PHK? Dapatkan 60% Gaji 6 Bulan, Ini Syaratnya!

Redaksi

PHK? Dapatkan 60% Gaji 6 Bulan, Ini Syaratnya!
Sumber: Detik.com

Pemutusan hubungan kerja (PHK) di Indonesia tengah meningkat, menimbulkan kekhawatiran bagi banyak pekerja. Pemerintah, melalui Badan Penyelenggara Jaminan Sosial Ketenagakerjaan (BPJS Ketenagakerjaan), menyediakan Program Jaminan Kehilangan Pekerjaan (JKP) sebagai jaring pengaman sosial.

Program JKP memberikan sejumlah manfaat finansial bagi pekerja yang terkena PHK, membantu mereka melewati masa transisi pencarian pekerjaan baru. Namun, penting untuk memahami persyaratan dan ketentuan yang berlaku agar dapat mengakses bantuan ini secara maksimal.

Manfaat JKP bagi Korban PHK

JKP memberikan manfaat berupa uang tunai yang setara dengan 60% dari gaji terakhir pekerja. Besaran ini diberikan selama maksimal enam bulan.

Program ini mencakup pekerja dengan perjanjian kerja waktu tidak tertentu (PKWTT) maupun perjanjian kerja waktu tertentu (PKWT). Hal ini memastikan perlindungan yang luas bagi berbagai jenis pekerja yang terkena PHK.

Syarat utama untuk mendapatkan manfaat JKP adalah memiliki masa iuran minimal 12 bulan dalam kurun waktu 24 bulan sebelum PHK terjadi. Ini menjamin bahwa pekerja telah berkontribusi cukup lama dalam sistem jaminan sosial.

Ketentuan dan Persyaratan JKP

Gaji yang menjadi dasar perhitungan manfaat JKP adalah gaji terakhir yang dilaporkan perusahaan ke BPJS Ketenagakerjaan. Namun, terdapat batasan maksimal sebesar Rp 5 juta.

Jika gaji pekerja melebihi Rp 5 juta, maka perhitungan manfaat JKP tetap menggunakan angka Rp 5 juta sebagai dasar perhitungan. Hal ini bertujuan untuk menjaga kesetaraan dan keberlanjutan program.

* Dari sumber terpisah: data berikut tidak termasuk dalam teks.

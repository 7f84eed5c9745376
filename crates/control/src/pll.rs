//! Phase-locked loop
//!
//! A discrete PI loop that locks a rotating phasor onto a phase-error signal,
//! producing angle and angular-velocity estimates.

use serde::{Deserialize, Serialize};
use std::f32::consts::TAU;

use crate::math;

/// Phase error magnitude below which the loop is considered locked
const CONVERGENCE_THRESHOLD: f32 = 0.05;
/// Largest phase error the loop will act on
const MAX_PHASE_ERROR: f32 = TAU;
/// Integrator saturation bound
const MAX_INTEGRATOR: f32 = 50.0;

/// Configuration for a [`Pll`]
#[derive(Debug, Clone, Serialize, Deserialize)]
pub struct PllConfig {
    /// Proportional gain
    pub kp: f32,
    /// Integral gain
    pub ki: f32,
    /// Angular velocity saturation (rad/s)
    pub max_omega: f32,
    /// EMA coefficient applied to theta and omega when filtering is enabled
    pub filter_alpha: f32,
    /// Enable the output EMA filter
    pub enable_filtering: bool,
}

impl PllConfig {
    /// Create an unfiltered PLL configuration
    pub fn new(kp: f32, ki: f32, max_omega: f32) -> Self {
        Self {
            kp,
            ki,
            max_omega,
            filter_alpha: 1.0,
            enable_filtering: false,
        }
    }

    /// Enable single-pole EMA filtering of the outputs
    pub fn with_filter(mut self, alpha: f32) -> Self {
        self.filter_alpha = alpha;
        self.enable_filtering = true;
        self
    }
}

/// Phase-locked loop with state
#[derive(Debug, Clone)]
pub struct Pll {
    config: PllConfig,
    integrator: f32,
    prev_error: f32,
    theta: f32,
    omega: f32,
    peak_error: f32,
    converged: bool,
}

impl Pll {
    /// Create a new loop from a configuration
    pub fn new(config: PllConfig) -> Self {
        Self {
            config,
            integrator: 0.0,
            prev_error: 0.0,
            theta: 0.0,
            omega: 0.0,
            peak_error: 0.0,
            converged: false,
        }
    }

    /// Clear the loop state, keeping the configuration
    pub fn reset(&mut self) {
        self.integrator = 0.0;
        self.prev_error = 0.0;
        self.theta = 0.0;
        self.omega = 0.0;
        self.peak_error = 0.0;
        self.converged = false;
    }

    /// Advance the loop by one sample and return `(theta, omega)`.
    pub fn update(&mut self, phase_error: f32, dt: f32) -> (f32, f32) {
        let error = math::clamp(phase_error, -MAX_PHASE_ERROR, MAX_PHASE_ERROR);

        let abs_error = error.abs();
        if abs_error > self.peak_error {
            self.peak_error = abs_error;
        }
        self.converged = abs_error < CONVERGENCE_THRESHOLD;

        self.integrator = math::clamp(
            self.integrator + self.config.ki * error * dt,
            -MAX_INTEGRATOR,
            MAX_INTEGRATOR,
        );

        let omega = math::clamp(
            self.config.kp * error + self.integrator,
            -self.config.max_omega,
            self.config.max_omega,
        );
        let theta = self.theta + omega * dt;

        if self.config.enable_filtering {
            self.theta =
                self.config.filter_alpha * self.theta + (1.0 - self.config.filter_alpha) * theta;
            self.omega =
                self.config.filter_alpha * self.omega + (1.0 - self.config.filter_alpha) * omega;
        } else {
            self.theta = theta;
            self.omega = omega;
        }

        self.prev_error = error;
        (self.theta, self.omega)
    }

    /// Current angle estimate (rad)
    pub fn theta(&self) -> f32 {
        self.theta
    }

    /// Current angular velocity estimate (rad/s)
    pub fn omega(&self) -> f32 {
        self.omega
    }

    /// True while the phase error magnitude is below the lock threshold
    pub fn is_converged(&self) -> bool {
        self.converged
    }

    /// Largest phase error magnitude observed since the last reset
    pub fn peak_error(&self) -> f32 {
        self.peak_error
    }

    /// The clamped phase error from the previous update
    pub fn last_error(&self) -> f32 {
        self.prev_error
    }
}
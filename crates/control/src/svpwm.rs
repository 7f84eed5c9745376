//! Space-vector PWM duty synthesis
//!
//! Converts an electrical angle and a modulation index into center-aligned
//! per-phase duty cycles using angle-based sector detection.

use std::f32::consts::FRAC_PI_3;

use crate::error::UtilsError;
use crate::math::{clamp, fast_sin_cos, normalize_angle, TWO_OVER_SQRT3};

/// Generate per-phase duty cycles for the reference vector at `theta_e`
/// (radians) with modulation index `modulation`.
///
/// The angle is normalized and the modulation index clamped to `[0, 1]`.
/// The zero-vector time is split evenly around the active vectors, which
/// centers the pulses for center-aligned PWM hardware. Duties stay inside
/// `[0, 1]` up to the linear modulation limit (m = √3/2).
pub fn generate(theta_e: f32, modulation: f32) -> Result<[f32; 3], UtilsError> {
    let theta = normalize_angle(theta_e);
    let m = clamp(modulation, 0.0, 1.0);

    let sector = (theta / FRAC_PI_3) as u8;
    let sector_theta = theta - f32::from(sector) * FRAC_PI_3;

    let (sin_a, _) = fast_sin_cos(sector_theta);
    let (sin_b, _) = fast_sin_cos(FRAC_PI_3 - sector_theta);

    // t1: dwell on the leading active vector, t2: on the trailing one,
    // t0: remaining null-vector time
    let t1 = m * sin_b * TWO_OVER_SQRT3;
    let t2 = m * sin_a * TWO_OVER_SQRT3;
    let t0 = 1.0 - t1 - t2;
    let half_t0 = 0.5 * t0;

    let duties = match sector {
        0 => [t1 + t2 + half_t0, t2 + half_t0, half_t0],
        1 => [t1 + half_t0, t1 + t2 + half_t0, half_t0],
        2 => [half_t0, t1 + t2 + half_t0, t2 + half_t0],
        3 => [half_t0, t1 + half_t0, t1 + t2 + half_t0],
        4 => [t2 + half_t0, half_t0, t1 + t2 + half_t0],
        5 => [t1 + t2 + half_t0, half_t0, t1 + half_t0],
        _ => return Err(UtilsError::Internal),
    };

    Ok(duties)
}
use thiserror::Error;

/// Failures of the numeric primitives.
#[derive(Debug, Clone, Copy, PartialEq, Eq, Error)]
pub enum UtilsError {
    /// An input was outside the accepted domain.
    #[error("invalid arguments")]
    InvalidArgs,
    /// A primitive was used before its `init` was called.
    #[error("used before initialization")]
    Uninitialized,
    /// A branch that should be unreachable was taken.
    #[error("internal error")]
    Internal,
}
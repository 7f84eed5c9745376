//! Shared core of the three-phase motor controller
//!
//! This crate holds everything the control drivers have in common: the error
//! and mode taxonomy, the motor configuration and sampled state, the hardware
//! abstraction contract, and the motor façade that sequences one control tick
//! (`update_state` → `commutate` → `update_pwm`) over the active driver.

pub mod config;
pub mod error;
pub mod hal;
pub mod motor;
pub mod state;
pub mod types;

pub use config::MotorConfig;
pub use error::MotorError;
pub use hal::{AdcConfig, Hal, Phase, PwmConfig, NUM_PHASES};
pub use motor::{ControlLoops, Motor, MotorContext, MotorDriver};
pub use state::{MotorState, Setpoints};
pub use types::{ControlMethod, ControlMode, Direction, MotorMode, MotorType, ZeroCrossing};
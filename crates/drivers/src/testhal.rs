//! Settable HAL mock for driver tests.

use motorcore::{AdcConfig, Hal, Phase, PwmConfig, NUM_PHASES};

/// Last commanded half-bridge mode per phase.
#[derive(Debug, Clone, Copy, PartialEq, Eq, Default)]
pub enum PinState {
    #[default]
    Float,
    Low,
    High,
    Pwm,
}

/// In-memory HAL whose samples and clock the test scripts. The clock advances
/// across `delay_us`/`delay_ms`, so blocking startup sequences observe real
/// elapsed time.
#[derive(Debug, Default)]
pub struct MockHal {
    pub pwm_duty: [u16; NUM_PHASES],
    pub pin_state: [PinState; NUM_PHASES],
    pub float_duties: [f32; NUM_PHASES],
    pub phase_voltages: [f32; NUM_PHASES],
    pub phase_currents: [f32; NUM_PHASES],
    pub dc_voltage: f32,
    pub temperature: f32,
    pub micros: u32,
    pub hall: u8,
    pub encoder_position: f32,
    pub encoder_velocity: f32,
    pub fail_pwm_init: bool,
}

impl MockHal {
    pub fn new() -> Self {
        Self {
            dc_voltage: 24.0,
            temperature: 25.0,
            micros: 1_000,
            ..Default::default()
        }
    }

    pub fn set_phase_voltage(&mut self, phase: Phase, voltage: f32) {
        self.phase_voltages[phase.index()] = voltage;
    }

    pub fn set_phase_current(&mut self, phase: Phase, current: f32) {
        self.phase_currents[phase.index()] = current;
    }

    pub fn advance_micros(&mut self, delta: u32) {
        self.micros = self.micros.wrapping_add(delta);
    }
}

impl Hal for MockHal {
    fn pwm_init(&mut self, _config: &PwmConfig) -> bool {
        !self.fail_pwm_init
    }

    fn adc_init(&mut self, _config: &AdcConfig) -> bool {
        true
    }

    fn gpio_init(&mut self) -> bool {
        true
    }

    fn hall_init(&mut self) -> bool {
        true
    }

    fn encoder_init(&mut self) -> bool {
        true
    }

    fn pwm_set_duty(&mut self, phase: Phase, duty: u16) {
        self.pwm_duty[phase.index()] = duty;
        self.pin_state[phase.index()] = PinState::Pwm;
    }

    fn set_pwm(&mut self, _config: &PwmConfig, duty_a: f32, duty_b: f32, duty_c: f32) {
        self.float_duties = [duty_a, duty_b, duty_c];
    }

    fn gpio_set_phase_high(&mut self, phase: Phase) {
        self.pin_state[phase.index()] = PinState::High;
    }

    fn gpio_set_phase_low(&mut self, phase: Phase) {
        self.pin_state[phase.index()] = PinState::Low;
    }

    fn gpio_set_phase_float(&mut self, phase: Phase) {
        self.pin_state[phase.index()] = PinState::Float;
    }

    fn adc_start_conversion(&mut self) {}

    fn adc_phase_voltages(&mut self) -> [f32; NUM_PHASES] {
        self.phase_voltages
    }

    fn adc_phase_currents(&mut self) -> [f32; NUM_PHASES] {
        self.phase_currents
    }

    fn adc_dc_voltage(&mut self) -> f32 {
        self.dc_voltage
    }

    fn adc_temperature(&mut self) -> f32 {
        self.temperature
    }

    fn micros(&mut self) -> u32 {
        self.micros
    }

    fn delay_us(&mut self, delay: u32) {
        self.micros = self.micros.wrapping_add(delay);
    }

    fn delay_ms(&mut self, delay: u32) {
        self.micros = self.micros.wrapping_add(delay.wrapping_mul(1_000));
    }

    fn hall_state(&mut self) -> u8 {
        self.hall
    }

    fn encoder_position(&mut self) -> f32 {
        self.encoder_position
    }

    fn encoder_velocity(&mut self) -> f32 {
        self.encoder_velocity
    }
}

Perlu diperhatikan bahwa terdapat beberapa kategori pekerja yang tidak berhak menerima manfaat JKP. Mereka yang mengundurkan diri, pensiun, meninggal dunia, atau karena alasan catatan total tetap tidak termasuk dalam penerima manfaat.

Implementasi dan Dampak JKP

Peraturan Pemerintah RI Nomor 6 Tahun 2025 telah merevisi PP Nomor 37 Tahun 2021 tentang penyelenggaraan JKP. Revisi ini bertujuan untuk menyempurnakan program dan menjangkau lebih banyak pekerja yang membutuhkan.

Program JKP diharapkan dapat meringankan beban para pekerja yang terkena PHK dan membantu mereka dalam mencari pekerjaan baru. Keberadaan program ini juga menunjukkan komitmen pemerintah dalam melindungi pekerja Indonesia.

Ke depannya, perlu dilakukan evaluasi berkala terhadap efektivitas program JKP. Hal ini penting agar program ini dapat terus diadaptasi dan ditingkatkan sesuai dengan kebutuhan dan dinamika pasar kerja di Indonesia.

Informasi detail mengenai JKP dapat diperoleh langsung melalui website resmi BPJS Ketenagakerjaan atau kantor cabang terdekat. Penting bagi pekerja untuk memahami hak dan kewajibannya dalam program ini.

Dengan memahami mekanisme dan persyaratan JKP, pekerja dapat lebih siap menghadapi kemungkinan PHK dan memanfaatkan program ini sebagai langkah strategis dalam menghadapi masa transisi karier. Program ini menjadi bukti nyata komitmen pemerintah dalam menjaga kesejahteraan pekerja.